Plantas autotetraplóides de citros sob tratamento in vitro com colchicina

Latado, Rodrigo Rocha; Cristofani-Yaly, Mariângela; Carvalho, Carlos Roberto de; Machado, Marcos Antônio

doi:10.1590/S0100-204X2007001000009

Resumos

O objetivo deste trabalho foi obter plantas autotetraplóides de tangerina 'Ponkan', laranja 'Pêra-de-abril' e tangor 'Murcott', que serão usadas em cruzamentos com cultivares diplóides, visando à obtenção de indivíduos triplóides sem sementes. Utilizou-se o método de cultivo in vitro de segmentos de epicótilo em meio com colchicina (0,025, 0,05 e 0,1%), por diversos períodos (1, 2, 3, 7 e 14 dias), com subseqüente regeneração de brotações em meio sem a presença do alcalóide. As brotações foram microenxertadas in vitro e aclimatizadas em estufas. A determinação do nível de ploidia das plantas foi realizada por citometria de fluxo. A colchicina demonstrou ser tóxica aos explantes das três variedades, ocasionando redução significativa no número médio de brotações adventícias e aumento na porcentagem de explantes não-responsivos, em comparação com o controle. Entre as quatro plantas de laranja e uma de tangor obtidas, duas plantas de laranja e a de tangor, demonstraram ser autotetraplóides, apresentando folhas com maior espessura, arredondadas e coloração verde intensa. O método utilizado na duplicação cromossômica, com uso de colchicina, é eficiente em produzir plantas autotetraplóides de citros.

Citrus; tetraplóide; epicótilo; regeneração in vitro; cultura de tecidos

The objective of this work was to obtain autotetraploid plants of 'Murcott' tangor, 'Ponkan' mandarin and 'Pêra-de-abril' sweet orange to be used in crosses with diploid cultivars, aiming to produce triploid seedless hybrids. The methodology used was the in vitro culture of epicotyl segments in media containing different concentrations of colchicine (0.025, 0.05 and 0.1%), for several periods of time (1, 2, 3, 7 and 14 days), followed by the regeneration of adventitious shoots in culture media without the alkaloid. All shoots obtained were micro-grafted, acclimatized and transferred to a greenhouse. The evaluation of the ploidy level of the plants was performed by flow citometry technique. Colchicine was toxic to the explants of three varieties, and caused the reduction on the average number of shoots regenerated per explant as well as an increase in the percentage of non-responsive explants when comparing with the control plants. Among four plants of sweet orange obtained, two of them showed to be autotetraploid. The only plant of tangor obtained also showed to be autotetraploid. These plants presented thicker and roundisher leaves displaying deeper green color. The methodology used resulted efficient for obtaining tetraploid plants.
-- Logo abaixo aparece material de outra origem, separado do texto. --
//! Persistent cron scheduling.
//!
//! Tasks live in the [`Store`](crate::store::Store); the [`CronScheduler`]
//! keeps one live entry per active task and records every fire back into
//! the store. [`TaskService`] is the façade the hosting layer talks to.

pub mod cron;
pub mod engine;
pub mod executor;
pub mod http;
pub mod service;
pub mod system;
pub mod task;

pub use cron::{CronExpression, CronParser};
pub use engine::{CronScheduler, FireObserver, SchedulerStatus};
pub use executor::TaskExecutor;
pub use service::{CreateTaskRequest, TaskInfo, TaskService, UpdateTaskRequest};
pub use system::LogHandler;
pub use task::{
    ExecResult, ExecStatus, HttpConfig, SystemConfig, Task, TaskKind, TaskStats, TaskStatus,
    TaskType,
};
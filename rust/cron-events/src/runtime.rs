//! Component wiring and lifecycle.
//!
//! Build order is store, registry, scheduler, bus, delayed service, the
//! services and the bridge. Start order is bus, scheduler, delayed service;
//! shutdown runs in reverse, each step bounded by its own grace period.

use std::sync::Arc;

use serde_json::json;

use crate::config::AppConfig;
use crate::error::Result;
use crate::events::{
    CronEventBridge, DelayedEventService, EventBus, EventPublisher, EventService, SYSTEM_SHUTDOWN,
    SYSTEM_STARTUP,
};
use crate::logging::OpTimer;
use crate::registry::Registry;
use crate::scheduler::{CronScheduler, LogHandler, TaskExecutor, TaskService};
use crate::store::SharedStore;
use crate::{log_init_step, log_success};

const SOURCE: &str = "runtime";
const STEPS: u32 = 6;

#[derive(Debug)]
pub struct Runtime {
    config: AppConfig,
    registry: Arc<Registry>,
    scheduler: CronScheduler,
    tasks: TaskService,
    events: EventService,
    bridge: CronEventBridge,
}

impl Runtime {
    /// Wire every component over `store`. Nothing is started yet.
    pub fn build(config: AppConfig, store: SharedStore) -> Result<Self> {
        let timer = OpTimer::new("runtime", "build");

        let registry = Arc::new(Registry::new());
        registry.register(Arc::new(LogHandler))?;
        log_init_step!(1, STEPS, "Task Registry", "built-in handlers registered");

        let executor = TaskExecutor::new(
            Arc::clone(&registry),
            config.scheduler.default_task_timeout(),
        );
        let scheduler = CronScheduler::new(
            Arc::clone(&store),
            executor,
            config.scheduler.stop_grace(),
        );
        log_init_step!(2, STEPS, "Scheduler", "cron engine ready");

        let bus = EventBus::new(config.bus.clone());
        log_init_step!(
            3,
            STEPS,
            "Event Bus",
            format!(
                "{} workers, buffer {}",
                config.bus.worker_count, config.bus.buffer_size
            )
        );

        let delayed = DelayedEventService::new(
            Arc::clone(&store),
            Arc::new(bus.clone()) as Arc<dyn EventPublisher>,
            Some(scheduler.clone()),
            config.delayed.clone(),
        );
        registry.register(delayed.trigger_handler())?;
        log_init_step!(
            4,
            STEPS,
            "Delayed Events",
            format!("poll every {:?}", config.delayed.poll_interval())
        );

        let tasks = TaskService::new(Arc::clone(&store), scheduler.clone(), Arc::clone(&registry));
        let events = EventService::new(bus, delayed, store);
        log_init_step!(5, STEPS, "Services", "task and event façades ready");

        let bridge = CronEventBridge::new(events.clone());
        bridge.install(&scheduler, tasks.clone())?;
        log_init_step!(6, STEPS, "Cron Event Bridge", "fire events enabled");

        timer.finish();
        Ok(Self {
            config,
            registry,
            scheduler,
            tasks,
            events,
            bridge,
        })
    }

    pub fn config(&self) -> &AppConfig {
        &self.config
    }

    pub fn registry(&self) -> &Arc<Registry> {
        &self.registry
    }

    pub fn tasks(&self) -> &TaskService {
        &self.tasks
    }

    pub fn events(&self) -> &EventService {
        &self.events
    }

    pub fn bridge(&self) -> &CronEventBridge {
        &self.bridge
    }

    /// Start the bus, then the scheduler, then the delayed service.
    pub async fn start(&self) -> Result<()> {
        self.events.bus().start();
        self.scheduler.start().await?;
        self.events.delayed().start();

        self.announce(SYSTEM_STARTUP).await;
        log_success!("All components started");
        Ok(())
    }

    /// Stop everything in reverse start order.
    pub async fn shutdown(&self) {
        let timer = OpTimer::new("runtime", "shutdown");
        self.announce(SYSTEM_SHUTDOWN).await;

        self.events.delayed().stop().await;
        self.scheduler.stop().await;
        self.events.bus().stop().await;
        timer.finish();
    }

    /// Sync subscribers run before this returns; async ones get the event
    /// queued.
    async fn announce(&self, event_type: &str) {
        let payload = json!({ "version": env!("CARGO_PKG_VERSION") });
        if let Err(e) = self.events.publish_event(event_type, payload, SOURCE).await {
            tracing::warn!(event_type, error = %e, "Failed to publish lifecycle event");
        }
    }
}

#[cfg(test)]
mod tests {
    use parking_lot::Mutex;

    use super::*;
    use crate::events::{Event, SubscriptionOptions, TRIGGER_HANDLER, handler_fn};
    use crate::store::InMemoryStore;

    fn runtime() -> Runtime {
        Runtime::build(AppConfig::default(), Arc::new(InMemoryStore::new())).unwrap()
    }

    #[tokio::test]
    async fn test_build_registers_handlers() {
        let runtime = runtime();
        assert!(runtime.registry().contains("log"));
        assert!(runtime.registry().contains(TRIGGER_HANDLER));
        assert!(!runtime.tasks().scheduler_status().await.running);
    }

    #[tokio::test]
    async fn test_lifecycle_events() {
        let runtime = runtime();
        let seen = Arc::new(Mutex::new(Vec::new()));
        for event_type in [SYSTEM_STARTUP, SYSTEM_SHUTDOWN] {
            let sink = Arc::clone(&seen);
            runtime
                .events()
                .subscribe(
                    event_type,
                    handler_fn("lifecycle", move |event: Event| {
                        let sink = Arc::clone(&sink);
                        async move {
                            sink.lock().push(event.event_type);
                            anyhow::Ok(())
                        }
                    }),
                    SubscriptionOptions::sync(),
                )
                .unwrap();
        }

        runtime.start().await.unwrap();
        assert!(runtime.tasks().scheduler_status().await.running);
        assert!(runtime.events().delayed().is_running());

        runtime.shutdown().await;
        assert!(!runtime.events().bus().is_running());
        assert!(!runtime.events().delayed().is_running());
        assert_eq!(
            seen.lock().as_slice(),
            &[SYSTEM_STARTUP.to_string(), SYSTEM_SHUTDOWN.to_string()]
        );
    }
}
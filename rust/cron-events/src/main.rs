//! cron-events - main entry point
//!
//! Runs the cron scheduler, the event bus and the delayed event service
//! until Ctrl+C or SIGTERM.

use std::path::PathBuf;
use std::sync::Arc;

use clap::Parser;
use mimalloc::MiMalloc;

use cron_events::config::AppConfig;
use cron_events::logging::{OpTimer, init_tracing};
use cron_events::runtime::Runtime;
use cron_events::store::{InMemoryStore, RedisStore, SharedStore};
use cron_events::{log_banner, log_init_warning, log_success};

#[global_allocator]
static GLOBAL: MiMalloc = MiMalloc;

/// Command-line arguments.
#[derive(Parser, Debug)]
#[command(name = "cron-events")]
#[command(about = "Persistent cron scheduler with a delayed event bus")]
#[command(version)]
struct Args {
    /// Config file path.
    #[arg(short, long, env = "CRON_EVENTS_CONFIG")]
    config: Option<PathBuf>,

    /// Log level; overrides `logging.level`.
    #[arg(long, env = "CRON_EVENTS_LOG_LEVEL")]
    log_level: Option<String>,

    /// Keep everything in memory even when Redis is configured.
    #[arg(long)]
    memory_store: bool,
}

#[tokio::main]
async fn main() -> anyhow::Result<()> {
    let args = Args::parse();

    let mut config = AppConfig::load(args.config.as_deref())?;
    if let Some(level) = args.log_level {
        config.logging.level = level;
    }
    init_tracing(&config.logging);

    log_banner!(
        format!("cron-events v{}", env!("CARGO_PKG_VERSION")),
        format!(
            "bus: {} workers | delayed poll: {:?}",
            config.bus.worker_count,
            config.delayed.poll_interval()
        )
    );

    let store = open_store(&config, args.memory_store).await;
    let runtime = Runtime::build(config, store)?;
    runtime.start().await?;

    shutdown_signal().await;

    runtime.shutdown().await;
    log_success!("Shut down gracefully");
    Ok(())
}

/// Connect to Redis, falling back to the in-memory store.
async fn open_store(config: &AppConfig, force_memory: bool) -> SharedStore {
    let timer = OpTimer::new("main", "store");
    let memory = || -> SharedStore {
        Arc::new(InMemoryStore::with_limits(
            config.scheduler.history_ttl(),
            config.records.retention,
        ))
    };

    let store = match (&config.redis.url, force_memory) {
        (_, true) => {
            log_init_warning!("--memory-store given; nothing will survive a restart");
            memory()
        }
        (None, false) => {
            log_init_warning!("No Redis URL configured; using the in-memory store");
            memory()
        }
        (Some(url), false) => match RedisStore::connect(url, &config.redis.key_prefix).await {
            Ok(store) => {
                tracing::info!(url = %url, "Connected to Redis");
                Arc::new(
                    store.with_limits(config.scheduler.history_ttl(), config.records.retention),
                )
            }
            Err(e) => {
                log_init_warning!(
                    "Failed to connect to Redis: {}. Using the in-memory store.",
                    e
                );
                memory()
            }
        },
    };
    timer.finish();
    store
}

/// Resolves on Ctrl+C or SIGTERM.
async fn shutdown_signal() {
    let ctrl_c = async {
        if let Err(e) = tokio::signal::ctrl_c().await {
            tracing::error!(error = %e, "Failed to listen for Ctrl+C");
            std::future::pending::<()>().await;
        }
    };

    #[cfg(unix)]
    let terminate = async {
        match tokio::signal::unix::signal(tokio::signal::unix::SignalKind::terminate()) {
            Ok(mut signal) => {
                signal.recv().await;
            }
            Err(e) => {
                tracing::error!(error = %e, "Failed to install SIGTERM handler");
                std::future::pending::<()>().await;
            }
        }
    };

    #[cfg(not(unix))]
    let terminate = std::future::pending::<()>();

    tokio::select! {
        () = ctrl_c => tracing::info!("Received Ctrl+C, shutting down..."),
        () = terminate => tracing::info!("Received SIGTERM, shutting down..."),
    }
}
//! System task attempts and the built-in handlers.

use std::sync::Arc;

use async_trait::async_trait;

use super::executor::Attempt;
use crate::error::panic_message;
use crate::registry::{HandlerContext, Params, TaskHandler};

/// Aborts the spawned handler when the attempt is abandoned.
struct AbortOnDrop(tokio::task::AbortHandle);

impl Drop for AbortOnDrop {
    fn drop(&mut self) {
        self.0.abort();
    }
}

/// Run the handler once on its own task so a panic cannot take down the
/// scheduler. If the caller stops polling (timeout, shutdown) the handler's
/// token is cancelled and its task aborted.
pub(crate) async fn attempt(
    handler: Arc<dyn TaskHandler>,
    ctx: HandlerContext,
    params: Params,
) -> Attempt {
    let _cancel_guard = ctx.cancel.clone().drop_guard();
    let handle = tokio::spawn(async move { handler.handle(&ctx, &params).await });
    let _abort = AbortOnDrop(handle.abort_handle());

    match handle.await {
        Ok(Ok(output)) => Attempt::Success(output),
        Ok(Err(e)) => Attempt::Failure {
            output: String::new(),
            error: format!("{e:#}"),
        },
        Err(e) if e.is_panic() => {
            Attempt::Fatal(format!("handler panicked: {}", panic_message(e.into_panic())))
        }
        Err(e) => Attempt::Fatal(format!("handler task aborted: {e}")),
    }
}

/// Writes `params.message` to the log at `params.level`.
#[derive(Debug, Default)]
pub struct LogHandler;

#[async_trait]
impl TaskHandler for LogHandler {
    fn name(&self) -> &str {
        "log"
    }

    fn description(&self) -> &str {
        "Writes params.message at params.level (debug, info, warn, error)"
    }

    async fn handle(&self, ctx: &HandlerContext, params: &Params) -> anyhow::Result<String> {
        let message = params
            .get("message")
            .and_then(serde_json::Value::as_str)
            .unwrap_or_default();
        if message.is_empty() {
            anyhow::bail!("params.message is required");
        }

        let level = params
            .get("level")
            .and_then(serde_json::Value::as_str)
            .unwrap_or("info");
        match level {
            "debug" => tracing::debug!(task_id = %ctx.task_id, "{message}"),
            "warn" => tracing::warn!(task_id = %ctx.task_id, "{message}"),
            "error" => tracing::error!(task_id = %ctx.task_id, "{message}"),
            _ => tracing::info!(task_id = %ctx.task_id, "{message}"),
        }
        Ok(format!("logged at {level}: {message}"))
    }
}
Citrus; tetraploid; epicotyl; in vitro regeneration; tissue culture

GENÉTICA

Plantas autotetraplóides de citros sob tratamento in vitro com colchicina

Citrus autotetraploid plants obtained by in vitro treatment with colchicine

Rodrigo Rocha Latado^I; Mariângela Cristofani-Yaly^I; Carlos Roberto de Carvalho^II; Marcos Antônio Machado^I

^IInstituto Agronômico, Centro APTA Citros Sylvio Moreira, Rod. Anhanguera, Km 158, CEP 13490-970 Cordeirópolis, SP. E-mail: rodrigo@centrodecitricultura.br, mariangela@centrodecitricultura.br, marcos@centrodecitricultura.br

^IIUniversidade Federal de Viçosa, Lab. de Citogenética e Citometria, Av. P.H. Rolfs, s/nº, CEP 36570-000 Viçosa, MG. E-mail: ccarvalh@ufv.br

RESUMO

O objetivo deste trabalho foi obter plantas autotetraplóides de tangerina 'Ponkan', laranja 'Pêra-de-abril' e tangor 'Murcott', que serão usadas em cruzamentos com cultivares diplóides, visando à obtenção de indivíduos triplóides sem sementes. Utilizou-se o método de cultivo in vitro de segmentos de epicótilo em meio com colchicina (0,025, 0,05 e 0,1%), por diversos períodos (1, 2, 3, 7 e 14 dias), com subseqüente regeneração de brotações em meio sem a presença do alcalóide. As brotações foram microenxertadas in vitro e aclimatizadas em estufas. A determinação do nível de ploidia das plantas foi realizada por citometria de fluxo. A colchicina demonstrou ser tóxica aos explantes das três variedades, ocasionando redução significativa no número médio de brotações adventícias e aumento na porcentagem de explantes não-responsivos, em comparação com o controle. Entre as quatro plantas de laranja e uma de tangor obtidas, duas plantas de laranja e a de tangor, demonstraram ser autotetraplóides, apresentando folhas com maior espessura, arredondadas e coloração verde intensa. O método utilizado na duplicação cromossômica, com uso de colchicina, é eficiente em produzir plantas autotetraplóides de citros.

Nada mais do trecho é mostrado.